### Problem requirements
Copy the entries exactly, through the "#[derive(Debug, Clone, PartialEq, Eq)]" line.
***** Materials provided *****
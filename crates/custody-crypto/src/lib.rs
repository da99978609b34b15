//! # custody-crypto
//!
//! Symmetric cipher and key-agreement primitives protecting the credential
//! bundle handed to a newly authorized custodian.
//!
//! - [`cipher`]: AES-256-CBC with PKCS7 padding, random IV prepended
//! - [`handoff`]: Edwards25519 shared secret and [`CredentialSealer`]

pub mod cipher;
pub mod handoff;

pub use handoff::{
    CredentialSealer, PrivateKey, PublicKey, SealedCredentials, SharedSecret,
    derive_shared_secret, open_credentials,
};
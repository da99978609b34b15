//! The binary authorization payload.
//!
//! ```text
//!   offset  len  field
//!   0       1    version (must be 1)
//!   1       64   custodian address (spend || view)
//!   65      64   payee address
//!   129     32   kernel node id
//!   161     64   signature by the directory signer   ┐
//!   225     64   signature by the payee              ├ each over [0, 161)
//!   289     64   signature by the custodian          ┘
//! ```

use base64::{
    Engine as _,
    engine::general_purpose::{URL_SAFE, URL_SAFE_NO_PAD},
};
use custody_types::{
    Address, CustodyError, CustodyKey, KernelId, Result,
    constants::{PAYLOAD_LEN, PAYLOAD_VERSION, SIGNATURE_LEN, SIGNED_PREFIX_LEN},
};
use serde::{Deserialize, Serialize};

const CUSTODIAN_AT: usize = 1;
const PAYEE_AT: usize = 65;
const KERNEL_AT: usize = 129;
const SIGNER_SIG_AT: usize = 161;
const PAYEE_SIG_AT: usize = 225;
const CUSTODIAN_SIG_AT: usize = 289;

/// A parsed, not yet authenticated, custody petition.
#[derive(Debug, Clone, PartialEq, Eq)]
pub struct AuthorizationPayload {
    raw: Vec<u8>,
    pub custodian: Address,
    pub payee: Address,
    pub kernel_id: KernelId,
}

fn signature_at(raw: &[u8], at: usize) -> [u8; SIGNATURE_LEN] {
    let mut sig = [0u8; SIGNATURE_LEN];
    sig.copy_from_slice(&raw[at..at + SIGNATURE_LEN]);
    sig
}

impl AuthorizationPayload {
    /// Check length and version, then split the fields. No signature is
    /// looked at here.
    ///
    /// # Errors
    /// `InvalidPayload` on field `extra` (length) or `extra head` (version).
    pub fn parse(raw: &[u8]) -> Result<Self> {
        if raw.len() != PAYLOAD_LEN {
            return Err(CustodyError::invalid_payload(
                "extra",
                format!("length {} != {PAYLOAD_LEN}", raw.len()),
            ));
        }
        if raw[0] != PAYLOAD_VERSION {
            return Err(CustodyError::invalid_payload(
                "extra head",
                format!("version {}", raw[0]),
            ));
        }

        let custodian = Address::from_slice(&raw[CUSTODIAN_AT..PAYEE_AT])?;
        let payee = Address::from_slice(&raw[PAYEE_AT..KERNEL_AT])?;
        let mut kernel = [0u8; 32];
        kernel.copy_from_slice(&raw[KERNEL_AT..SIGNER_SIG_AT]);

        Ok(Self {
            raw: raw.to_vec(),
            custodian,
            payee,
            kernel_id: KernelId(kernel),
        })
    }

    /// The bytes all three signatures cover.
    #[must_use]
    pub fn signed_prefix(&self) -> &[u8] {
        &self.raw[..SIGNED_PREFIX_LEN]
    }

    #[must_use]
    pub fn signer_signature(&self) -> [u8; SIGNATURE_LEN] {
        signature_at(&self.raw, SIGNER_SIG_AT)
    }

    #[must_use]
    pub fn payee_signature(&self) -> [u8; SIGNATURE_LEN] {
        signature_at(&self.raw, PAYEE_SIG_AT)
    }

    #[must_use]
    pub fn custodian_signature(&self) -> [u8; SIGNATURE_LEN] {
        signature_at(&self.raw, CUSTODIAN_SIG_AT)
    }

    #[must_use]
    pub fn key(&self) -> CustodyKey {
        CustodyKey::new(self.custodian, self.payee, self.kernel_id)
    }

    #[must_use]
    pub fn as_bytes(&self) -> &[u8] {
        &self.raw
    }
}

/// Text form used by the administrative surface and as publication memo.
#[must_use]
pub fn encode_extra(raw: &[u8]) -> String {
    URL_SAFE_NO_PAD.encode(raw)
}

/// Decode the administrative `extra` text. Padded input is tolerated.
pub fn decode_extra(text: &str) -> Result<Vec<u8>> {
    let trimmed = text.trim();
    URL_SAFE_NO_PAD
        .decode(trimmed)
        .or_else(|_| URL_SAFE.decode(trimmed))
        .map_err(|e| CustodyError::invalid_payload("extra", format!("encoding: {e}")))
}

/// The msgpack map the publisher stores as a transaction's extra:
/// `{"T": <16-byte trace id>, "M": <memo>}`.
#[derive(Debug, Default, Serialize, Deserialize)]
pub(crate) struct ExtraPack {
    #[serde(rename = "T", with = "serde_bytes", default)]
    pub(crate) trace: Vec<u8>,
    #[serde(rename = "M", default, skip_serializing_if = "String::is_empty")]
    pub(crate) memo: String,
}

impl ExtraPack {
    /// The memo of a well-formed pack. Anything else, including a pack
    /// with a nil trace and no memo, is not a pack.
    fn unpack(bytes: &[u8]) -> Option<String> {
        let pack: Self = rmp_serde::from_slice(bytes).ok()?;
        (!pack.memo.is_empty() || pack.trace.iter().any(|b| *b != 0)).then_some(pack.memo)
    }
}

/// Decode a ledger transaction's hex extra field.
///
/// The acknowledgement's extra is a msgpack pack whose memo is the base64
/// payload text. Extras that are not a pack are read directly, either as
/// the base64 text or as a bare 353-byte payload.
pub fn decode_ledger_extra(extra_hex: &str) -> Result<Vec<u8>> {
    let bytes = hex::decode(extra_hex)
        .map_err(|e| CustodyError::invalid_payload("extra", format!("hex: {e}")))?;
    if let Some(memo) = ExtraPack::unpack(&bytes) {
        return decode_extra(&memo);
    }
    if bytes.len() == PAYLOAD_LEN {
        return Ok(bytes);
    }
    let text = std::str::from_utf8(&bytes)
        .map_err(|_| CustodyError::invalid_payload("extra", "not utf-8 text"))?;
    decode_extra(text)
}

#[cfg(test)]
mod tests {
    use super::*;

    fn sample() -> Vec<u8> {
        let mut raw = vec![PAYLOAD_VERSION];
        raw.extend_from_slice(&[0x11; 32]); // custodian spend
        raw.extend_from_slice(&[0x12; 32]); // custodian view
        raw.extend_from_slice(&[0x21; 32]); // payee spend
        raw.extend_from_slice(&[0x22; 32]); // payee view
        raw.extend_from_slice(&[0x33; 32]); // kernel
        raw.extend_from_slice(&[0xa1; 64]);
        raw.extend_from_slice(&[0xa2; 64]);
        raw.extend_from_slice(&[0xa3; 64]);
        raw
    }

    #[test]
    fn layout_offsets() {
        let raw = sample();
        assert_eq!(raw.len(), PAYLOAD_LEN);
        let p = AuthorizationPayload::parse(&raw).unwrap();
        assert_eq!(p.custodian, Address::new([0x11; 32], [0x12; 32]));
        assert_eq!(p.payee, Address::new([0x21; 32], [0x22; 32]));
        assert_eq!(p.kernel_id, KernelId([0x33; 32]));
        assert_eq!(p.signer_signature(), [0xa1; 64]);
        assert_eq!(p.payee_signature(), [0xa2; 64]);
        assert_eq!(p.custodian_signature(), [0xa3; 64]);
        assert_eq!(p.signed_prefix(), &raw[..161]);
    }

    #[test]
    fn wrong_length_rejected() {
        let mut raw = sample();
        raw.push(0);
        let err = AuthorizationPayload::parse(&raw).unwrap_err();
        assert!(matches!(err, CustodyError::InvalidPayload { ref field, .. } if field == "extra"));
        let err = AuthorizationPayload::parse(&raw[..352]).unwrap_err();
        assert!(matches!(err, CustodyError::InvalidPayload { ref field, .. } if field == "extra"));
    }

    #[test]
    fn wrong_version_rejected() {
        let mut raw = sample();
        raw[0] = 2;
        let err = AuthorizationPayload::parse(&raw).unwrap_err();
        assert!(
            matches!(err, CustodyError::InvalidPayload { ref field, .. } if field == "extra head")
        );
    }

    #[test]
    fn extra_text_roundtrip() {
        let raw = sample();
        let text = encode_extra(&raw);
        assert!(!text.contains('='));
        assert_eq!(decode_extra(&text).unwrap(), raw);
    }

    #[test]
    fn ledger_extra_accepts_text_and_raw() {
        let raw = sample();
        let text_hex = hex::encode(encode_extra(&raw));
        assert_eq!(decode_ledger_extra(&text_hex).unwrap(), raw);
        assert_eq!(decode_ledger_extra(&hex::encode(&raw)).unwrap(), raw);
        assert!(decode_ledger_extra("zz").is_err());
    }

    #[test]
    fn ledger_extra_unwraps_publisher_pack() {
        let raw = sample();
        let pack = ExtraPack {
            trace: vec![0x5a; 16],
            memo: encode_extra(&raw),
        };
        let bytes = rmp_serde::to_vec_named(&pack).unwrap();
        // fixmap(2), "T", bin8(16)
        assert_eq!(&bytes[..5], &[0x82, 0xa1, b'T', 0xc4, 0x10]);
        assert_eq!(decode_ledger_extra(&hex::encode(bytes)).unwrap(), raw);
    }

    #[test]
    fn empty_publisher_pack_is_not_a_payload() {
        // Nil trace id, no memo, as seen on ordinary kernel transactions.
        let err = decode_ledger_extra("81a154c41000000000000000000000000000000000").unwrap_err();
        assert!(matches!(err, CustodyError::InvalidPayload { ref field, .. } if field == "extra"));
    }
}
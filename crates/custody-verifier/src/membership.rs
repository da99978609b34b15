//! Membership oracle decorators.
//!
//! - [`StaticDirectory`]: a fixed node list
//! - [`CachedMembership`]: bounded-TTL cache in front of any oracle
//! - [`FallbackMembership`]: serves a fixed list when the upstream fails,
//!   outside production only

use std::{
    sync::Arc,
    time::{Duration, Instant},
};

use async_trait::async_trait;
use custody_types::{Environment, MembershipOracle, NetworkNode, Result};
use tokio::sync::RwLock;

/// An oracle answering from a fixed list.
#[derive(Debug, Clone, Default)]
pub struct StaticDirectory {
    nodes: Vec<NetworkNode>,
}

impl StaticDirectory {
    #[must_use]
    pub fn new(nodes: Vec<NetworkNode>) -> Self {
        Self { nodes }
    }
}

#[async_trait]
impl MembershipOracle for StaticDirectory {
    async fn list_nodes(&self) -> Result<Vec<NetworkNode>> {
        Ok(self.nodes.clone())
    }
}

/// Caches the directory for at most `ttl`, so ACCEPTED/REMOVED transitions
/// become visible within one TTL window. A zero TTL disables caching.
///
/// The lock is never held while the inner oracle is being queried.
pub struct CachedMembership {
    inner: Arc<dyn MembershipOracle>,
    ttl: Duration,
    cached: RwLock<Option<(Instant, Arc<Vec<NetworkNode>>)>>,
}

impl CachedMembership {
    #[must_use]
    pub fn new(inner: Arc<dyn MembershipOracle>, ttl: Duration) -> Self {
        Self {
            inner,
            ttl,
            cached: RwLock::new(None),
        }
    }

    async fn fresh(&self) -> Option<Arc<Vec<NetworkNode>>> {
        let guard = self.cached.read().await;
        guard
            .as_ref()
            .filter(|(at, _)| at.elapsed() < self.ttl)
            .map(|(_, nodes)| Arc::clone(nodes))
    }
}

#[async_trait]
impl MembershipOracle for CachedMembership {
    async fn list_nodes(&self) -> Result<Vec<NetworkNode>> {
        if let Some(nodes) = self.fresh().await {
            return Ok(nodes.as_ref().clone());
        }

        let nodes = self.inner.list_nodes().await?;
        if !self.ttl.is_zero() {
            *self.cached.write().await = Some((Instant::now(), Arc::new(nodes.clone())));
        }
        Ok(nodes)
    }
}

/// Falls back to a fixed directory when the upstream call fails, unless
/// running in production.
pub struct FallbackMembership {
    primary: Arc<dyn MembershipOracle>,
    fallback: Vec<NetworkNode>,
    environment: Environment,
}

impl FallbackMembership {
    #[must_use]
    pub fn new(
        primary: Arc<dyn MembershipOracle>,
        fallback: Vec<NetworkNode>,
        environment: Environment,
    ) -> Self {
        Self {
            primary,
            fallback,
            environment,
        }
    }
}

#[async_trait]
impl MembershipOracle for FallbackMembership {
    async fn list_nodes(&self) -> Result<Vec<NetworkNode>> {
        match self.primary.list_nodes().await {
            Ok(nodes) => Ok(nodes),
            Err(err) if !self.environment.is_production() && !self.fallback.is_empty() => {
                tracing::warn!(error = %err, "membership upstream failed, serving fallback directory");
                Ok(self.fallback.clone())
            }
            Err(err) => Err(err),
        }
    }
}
*****
### Solution to this problem
filename crates/custody-crypto/src/lib.rs
repository da99978609b34b15
//! # custody-crypto
//!
//! Symmetric cipher and key-agreement primitives protecting the credential
//! bundle handed to a newly authorized custodian.
//!
//! - [`cipher`]: AES-256-CBC with PKCS7 padding, random IV prepended
//! - [`handoff`]: Edwards25519 shared secret and [`CredentialSealer`]

pub mod cipher;
pub mod handoff;

pub use handoff::{
    CredentialSealer, PrivateKey, PublicKey, SealedCredentials, SharedSecret,
    derive_shared_secret, open_credentials,
};
repository da99978609b34b15
//! The binary authorization payload.
//!
//! ```text
//!   offset  len  field
//!   0       1    version (must be 1)
//!   1       64   custodian address (spend || view)
//!   65      64   payee address
//!   129     32   kernel node id
//!   161     64   signature by the directory signer   ┐
//!   225     64   signature by the payee              ├ each over [0, 161)
//!   289     64   signature by the custodian          ┘
//! ```

use base64::{
    Engine as _,
    engine::general_purpose::{URL_SAFE, URL_SAFE_NO_PAD},
};
use custody_types::{
    Address, CustodyError, CustodyKey, KernelId, Result,
    constants::{PAYLOAD_LEN, PAYLOAD_VERSION, SIGNATURE_LEN, SIGNED_PREFIX_LEN},
};
use serde::{Deserialize, Serialize};

const CUSTODIAN_AT: usize = 1;
const PAYEE_AT: usize = 65;
const KERNEL_AT: usize = 129;
const SIGNER_SIG_AT: usize = 161;
const PAYEE_SIG_AT: usize = 225;
const CUSTODIAN_SIG_AT: usize = 289;

/// A parsed, not yet authenticated, custody petition.
#[derive(Debug, Clone, PartialEq, Eq)]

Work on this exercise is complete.